According to Behavioural Economist Erik Vermeulen and Sanlam’s Busisiwe Maswanganyi the best way to set ourselves up for success, is to establish a specific long-term goal with built-in intermediate success measures to make our goal more achievable, and more rewarding.

“Some of us may remember a role model in our childhood who modelled good money habits. I remember my grandmother putting money aside for priorities such as rent, food and transport. It was interesting to see how she prioritised saving, because when unexpected expenses emerged, she could tap into her well-hidden savings chest. This taught me to start saving with what I have available today and to prepare for tomorrow. I still apply this grounding lesson by challenging myself to prioritise saving for the future,” Maswanganyi remarks.

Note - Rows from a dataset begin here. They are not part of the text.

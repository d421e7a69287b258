//! # Stage: Message Bus
//!
//! ## Responsibility
//! Decoupled delivery between components: validate → route → enqueue →
//! deliver → acknowledge. Direct messages go through a four-lane priority
//! queue; broadcasts fan out by strategy; stream messages are buffered for
//! filtered subscribers; everything undeliverable lands in the dead-letter
//! queue.
//!
//! ## Guarantees
//! - Ordered: FIFO within a lane, strict precedence across lanes.
//! - Expiry: a message whose ttl elapsed is never delivered; it is
//!   dead-lettered instead.
//! - Exactly-once: a recipient never receives the same message id twice
//!   within the dedupe window; unacknowledged messages are dead-lettered
//!   when their ttl elapses.
//! - Non-silent: every terminal failure produces a dead-letter entry and a
//!   [`RouterEvent`].
//!
//! ## NOT Responsible For
//! - Persistence: all queues and buffers are in memory
//! - Replaying dead letters (an operator pulls them with
//!   [`DeadLetterQueue::take`])
//! - Fairness across priority lanes

pub mod broadcast;
pub mod dead_letter;
pub mod message;
pub mod queue;
pub mod stream;

use std::collections::{HashSet, VecDeque};
use std::sync::atomic::{AtomicU64, Ordering};
use std::sync::Arc;

use dashmap::mapref::entry::Entry;
use dashmap::DashMap;
use futures::future::join_all;
use parking_lot::Mutex;
use serde::Serialize;
use serde_json::{json, Value};
use tokio::sync::watch;
use tokio::task::JoinHandle;
use tokio::time::{Duration, Instant};
use tracing::{debug, info, warn};

use crate::config::{BusConfig, StreamSettings};
use crate::events::{EventBus, RouterEvent};
use crate::{metrics, RouterError};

When setting a savings goal, Vermeulen suggests keeping the following criteria in mind to help focus your efforts and avoid getting side-tracked by impulsive spending. This is a good framework to work through with your client and to guide your financial planning discussion and assessment.

1. Your goal must create SECURITY
Since loss-aversion is a powerful behavioural driver, goals that promote a sense of security are powerful motivators.
2. Your goal must be MEASURABLE
This can be done by deciding on the precise amount of money you want to save, a timeframe to do this as well as short/ medium-term milestones. This will help you measure your progress.
3. Your goal must have AUTONOMY
The more control we feel we have over the outcome of an action, the more likely we are to continue taking the action.
4. Your goal must be RELEVANT
Make it relevant and make it personal. If you are saving for something that is not important to you, you will probably lose interest very quickly.
5. Your goal must be EXCITING
Keep yourself motivated by creating excitement in both the processes of saving and its outcome. This helps to address the mind’s seeking system and trigger the dopamine release which is a key hormone in regulating joyful behaviours.